温凉的手摸上了顾培风有些发烫的耳朵,苏齐云就这么捧着他的脸颊,吻上了他的额头。

    这个柔软的触感一落下,顾培风就像被人控制住了一样,完全没力气思考这之后苏齐云有没有交待什么话,有没有和他和好,直到房门咔哒一声锁上,他才醒悟过来。

    不知什么时候,苏齐云已经走出去了。

    他挣扎着想要追上去,结果刚把腿从椅子上放下,一股麻意从脚底腾起,一瞬间仿佛千万只蚂蚁爬满了他的腿和膝盖,让他一步都挪动不了。

    一门之隔,苏齐云手还放在门把手上,微微侧头,像是在等些什么,听着背后一点动静也没有,这才自嘲地低垂下目光,离开了书房门。

    等顾培风的腿麻终于缓解了一些,稍微能行动的时候,打开房门,家里什么人都不在了,就连孝慈都不在了。

    餐桌上留着一张字条,是苏齐云清秀的小楷。

    “送孝慈去机场,勿忧。”

    这张字条迅速被他捏进手心里,急忙换了鞋子,连电梯都来不及等,直接从安全通道冲到地下一层。

    苏齐云的车果然早已不在了。

    他慌慌张张朝自己的跑车走,结果刚绕到驾驶室,发现驾驶室门上插着张字条,依旧是苏齐云的小楷字。

    “会回来,好好睡觉。”

    顾培风盯着这张字条有些发愣,他犹豫了不到一秒,还是决定开门,结果从门把手内侧掉下来一张字条。

    “车钥匙我拿走了。回去睡觉。”

    他愿意服软,也愿意道歉,可他真的一分一毫也改变不了苏齐云。

    就连他要不要开车追上去,都被苏齐云一手安排好。

    顾培风弯腰,把字条捡了起来,拖着步子,朝楼上走去。

    回了家,他在上床躺了会儿,翻来覆去的,却一点也睡不着。

    时间刚到五点,他算着做好早餐,苏齐云应该会回来了,干脆起床,在厨房里捣鼓早餐。

    结果客厅里的钟响了六下,依旧没人回来。

    他尽力不让自己往坏处想,兴许是苏齐云和孝慈一起在机场等,不是一送到就折返。才不是和孝慈一起走了。

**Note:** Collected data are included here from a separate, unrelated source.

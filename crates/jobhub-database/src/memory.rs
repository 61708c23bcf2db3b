//! In-process job store.
//!
//! Holds every job in a map behind an async `RwLock`. Used by tests and by
//! the `memory` store backend; state is lost when the process exits.

use std::collections::BTreeMap;

use async_trait::async_trait;
use chrono::Utc;
use serde_json::Value;
use tokio::sync::RwLock;

use jobhub_core::error::AppError;
use jobhub_core::result::AppResult;
use jobhub_core::types::PageRequest;
use jobhub_entity::job::{Job, JobId, JobStatus};

use crate::store::{JobStore, check_transition, transition_conflict};

#[derive(Debug, Default)]
struct Inner {
    last_id: JobId,
    jobs: BTreeMap<JobId, Job>,
}

/// Job store kept entirely in memory.
#[derive(Debug, Default)]
pub struct MemoryJobStore {
    inner: RwLock<Inner>,
}

impl MemoryJobStore {
    /// Create an empty store. Ids start at 1.
    pub fn new() -> Self {
        Self::default()
    }

    /// Number of jobs held.
    pub async fn len(&self) -> usize {
        self.inner.read().await.jobs.len()
    }

    /// Whether the store holds no jobs.
    pub async fn is_empty(&self) -> bool {
        self.len().await == 0
    }
}

fn not_found(id: JobId) -> AppError {
    AppError::not_found(format!("Job {id} not found"))
}

fn touch(job: &mut Job) {
    job.updated_at = Utc::now().max(job.created_at);
}

#[async_trait]
impl JobStore for MemoryJobStore {
    async fn create(&self, payload: Value) -> AppResult<Job> {
        let mut inner = self.inner.write().await;
        inner.last_id += 1;

        let now = Utc::now();
        let job = Job {
            id: inner.last_id,
            payload,
            status: JobStatus::Queued,
            result: None,
            created_at: now,
            updated_at: now,
        };
        inner.jobs.insert(job.id, job.clone());
        Ok(job)
    }

    async fn get(&self, id: JobId) -> AppResult<Job> {
        self.inner
            .read()
            .await
            .jobs
            .get(&id)
            .cloned()
            .ok_or_else(|| not_found(id))
    }

    async fn list(&self, page: &PageRequest) -> AppResult<Vec<Job>> {
        let inner = self.inner.read().await;
        let mut jobs: Vec<&Job> = inner.jobs.values().collect();
        jobs.sort_by(|a, b| b.created_at.cmp(&a.created_at).then(b.id.cmp(&a.id)));

        Ok(jobs
            .into_iter()
            .skip(usize::try_from(page.offset()).unwrap_or(usize::MAX))
            .take(page.limit() as usize)
            .cloned()
            .collect())
    }

    async fn update_status_and_result(
        &self,
        id: JobId,
        status: JobStatus,
        result: Option<Value>,
    ) -> AppResult<()> {
        let mut inner = self.inner.write().await;
        let job = inner.jobs.get_mut(&id).ok_or_else(|| not_found(id))?;
        job.status = status;
        job.result = result;
        touch(job);
        Ok(())
    }

    async fn compare_and_transition(
        &self,
        id: JobId,
        expected: JobStatus,
        next: JobStatus,
        result: Option<Value>,
    ) -> AppResult<Job> {
        let result = check_transition(id, expected, next, result)?;

        let mut inner = self.inner.write().await;
        let job = inner.jobs.get_mut(&id).ok_or_else(|| not_found(id))?;
        if job.status != expected {
            return Err(transition_conflict(id, expected, job.status));
        }
        job.status = next;
        job.result = result;
        touch(job);
        Ok(job.clone())
    }

    async fn find_unfinished(&self) -> AppResult<Vec<Job>> {
        let inner = self.inner.read().await;
        let mut jobs: Vec<Job> = inner
            .jobs
            .values()
            .filter(|job| !job.is_terminal())
            .cloned()
            .collect();
        jobs.sort_by(|a, b| a.created_at.cmp(&b.created_at).then(a.id.cmp(&b.id)));
        Ok(jobs)
    }

    async fn count_by_status(&self, status: JobStatus) -> AppResult<u64> {
        let inner = self.inner.read().await;
        Ok(inner.jobs.values().filter(|job| job.status == status).count() as u64)
    }
}

#[cfg(test)]
mod tests {
    use std::collections::HashSet;
    use std::sync::Arc;

    use super::*;
    use jobhub_core::error::ErrorKind;
    use serde_json::json;

    #[tokio::test]
    async fn test_create_assigns_unique_ids() {
        let store = Arc::new(MemoryJobStore::new());

        let handles: Vec<_> = (0..50)
            .map(|i| {
                let store = Arc::clone(&store);
                tokio::spawn(async move { store.create(json!({ "n": i })).await.unwrap().id })
            })
            .collect();
        let ids: HashSet<JobId> = futures::future::join_all(handles)
            .await
            .into_iter()
            .map(|r| r.unwrap())
            .collect();

        assert_eq!(ids.len(), 50);
        assert_eq!(store.len().await, 50);
    }

    #[tokio::test]
    async fn test_create_starts_queued() {
        let store = MemoryJobStore::new();
        let job = store.create(json!({"task": "x"})).await.unwrap();

        assert_eq!(job.id, 1);
        assert_eq!(job.status, JobStatus::Queued);
        assert!(job.result.is_none());
        assert_eq!(job.created_at, job.updated_at);
        assert_eq!(store.get(job.id).await.unwrap(), job);
    }

    #[tokio::test]
    async fn test_get_missing_is_not_found() {
        let store = MemoryJobStore::new();
        let err = store.get(999_999).await.unwrap_err();
        assert_eq!(err.kind, ErrorKind::NotFound);
    }

    #[tokio::test]
    async fn test_list_newest_first_and_paged() {
        let store = MemoryJobStore::new();
        assert!(store.list(&PageRequest::default()).await.unwrap().is_empty());

        for i in 0..5 {
            store.create(json!({ "n": i })).await.unwrap();
        }

        let first = store.list(&PageRequest::new(1, 2)).await.unwrap();
        let ids: Vec<JobId> = first.iter().map(|j| j.id).collect();
        assert_eq!(ids, vec![5, 4]);

        let third = store.list(&PageRequest::new(3, 2)).await.unwrap();
        assert_eq!(third.len(), 1);
        assert_eq!(third[0].id, 1);

        assert!(store.list(&PageRequest::new(4, 2)).await.unwrap().is_empty());
        assert!(
            store
                .list(&PageRequest::new(100_000_000_000_000_000, 100))
                .await
                .unwrap()
                .is_empty()
        );
        assert_eq!(store.list(&PageRequest::new(1, 2)).await.unwrap(), first);
    }

    #[tokio::test]
    async fn test_guarded_lifecycle() {
        let store = MemoryJobStore::new();
        let job = store.create(json!({})).await.unwrap();

        let claimed = store
            .compare_and_transition(job.id, JobStatus::Queued, JobStatus::Processing, None)
            .await
            .unwrap();
        assert_eq!(claimed.status, JobStatus::Processing);
        assert!(claimed.result.is_none());
        assert!(claimed.updated_at >= claimed.created_at);

        let err = store
            .compare_and_transition(job.id, JobStatus::Queued, JobStatus::Processing, None)
            .await
            .unwrap_err();
        assert_eq!(err.kind, ErrorKind::Conflict);

        let done = store
            .compare_and_transition(
                job.id,
                JobStatus::Processing,
                JobStatus::Completed,
                Some(json!({"ok": true})),
            )
            .await
            .unwrap();
        assert_eq!(done.status, JobStatus::Completed);
        assert_eq!(done.result, Some(json!({"ok": true})));

        let err = store
            .compare_and_transition(
                job.id,
                JobStatus::Processing,
                JobStatus::Failed,
                Some(json!("late")),
            )
            .await
            .unwrap_err();
        assert_eq!(err.kind, ErrorKind::Conflict);
        assert_eq!(store.get(job.id).await.unwrap().result, Some(json!({"ok": true})));
    }

    #[tokio::test]
    async fn test_guarded_transition_rejects_skipping_processing() {
        let store = MemoryJobStore::new();
        let job = store.create(json!({})).await.unwrap();

        let err = store
            .compare_and_transition(job.id, JobStatus::Queued, JobStatus::Completed, Some(json!(1)))
            .await
            .unwrap_err();
        assert_eq!(err.kind, ErrorKind::Validation);
        assert_eq!(store.get(job.id).await.unwrap().status, JobStatus::Queued);

        let err = store
            .compare_and_transition(42, JobStatus::Queued, JobStatus::Processing, None)
            .await
            .unwrap_err();
        assert_eq!(err.kind, ErrorKind::NotFound);
    }

    #[tokio::test]
    async fn test_unconditional_update_overwrites() {
        let store = MemoryJobStore::new();
        let job = store.create(json!({})).await.unwrap();

        store
            .update_status_and_result(job.id, JobStatus::Failed, Some(json!({"error": "manual"})))
            .await
            .unwrap();
        let stored = store.get(job.id).await.unwrap();
        assert_eq!(stored.status, JobStatus::Failed);
        assert_eq!(stored.result, Some(json!({"error": "manual"})));

        let err = store
            .update_status_and_result(77, JobStatus::Failed, None)
            .await
            .unwrap_err();
        assert_eq!(err.kind, ErrorKind::NotFound);
    }

    #[tokio::test]
    async fn test_find_unfinished_and_counts() {
        let store = MemoryJobStore::new();
        let a = store.create(json!({"n": 1})).await.unwrap();
        let b = store.create(json!({"n": 2})).await.unwrap();
        let c = store.create(json!({"n": 3})).await.unwrap();

        store
            .compare_and_transition(b.id, JobStatus::Queued, JobStatus::Processing, None)
            .await
            .unwrap();
        store
            .compare_and_transition(c.id, JobStatus::Queued, JobStatus::Processing, None)
            .await
            .unwrap();
        store
            .compare_and_transition(c.id, JobStatus::Processing, JobStatus::Completed, Some(json!(1)))
            .await
            .unwrap();

        let unfinished: Vec<JobId> = store
            .find_unfinished()
            .await
            .unwrap()
            .iter()
            .map(|j| j.id)
            .collect();
        assert_eq!(unfinished, vec![a.id, b.id]);

        assert_eq!(store.count_by_status(JobStatus::Queued).await.unwrap(), 1);
        assert_eq!(store.count_by_status(JobStatus::Processing).await.unwrap(), 1);
        assert_eq!(store.count_by_status(JobStatus::Completed).await.unwrap(), 1);
        assert_eq!(store.count_by_status(JobStatus::Failed).await.unwrap(), 0);
    }
}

    他拼命说服自己,思来索去,还是觉得问一声更合适。

    顾培风把粥调到保温档,打算给苏齐云打个电话,刚抽出手机,他的屏幕瞬间点亮,来电铃声也忽然闹了起来。

    他皱着眉接了电话:“几点啊大哥?”

    易燃在那头笑了一下:“你倒是搂着美人睡得舒服,我忙到现在啊老大……”

    顾培风忽然有些泄气:“我要是搂着就好了……”

    易燃直接切入正题:“白老这边收到的消息,受到地缘政治影响,恐怕外交关系要恶化,我国和几个主要发达国家的双边贸易关系可能迎来寒冬,相应的出口、外贸、运输产业都会受到严重影响。正式新闻盘前就会出,意味着……”

    顾培风帮他补完了后半句:“市场地震。”

    “对。”易燃说,“前几天港口股、外贸运输相关的股票、衍生品都在大涨,今天一开盘,怕是都要一起闪崩。你家那位,前几天刚低位进场,这几天的涨势几乎全吃到了,大赚了一笔……我想今天一开盘,他应该又是大肆收割的空头主力吧。”

    提到苏齐云,顾培风又低落了一些,敷衍地应了一声。

    “你觉得,这波操作会是巧合么?难道苏齐云就真的这么神通,连这种难以预测的政治事件,都押宝押得这么准?我说个话你可别生气,现在,连我都觉得他和国外势力有点说不清楚了。”

    “不许乱说。”顾培风忽然清醒,严肃回了一句,“等我过去。”

    挂了电话,顾培风看着空无一人的餐桌,看来今天是真的没办法等苏齐云到家,一起吃早餐了。

    顾培风也在桌上留了张字条,说明白可能会有宏观消息冲击市场,先去frca了。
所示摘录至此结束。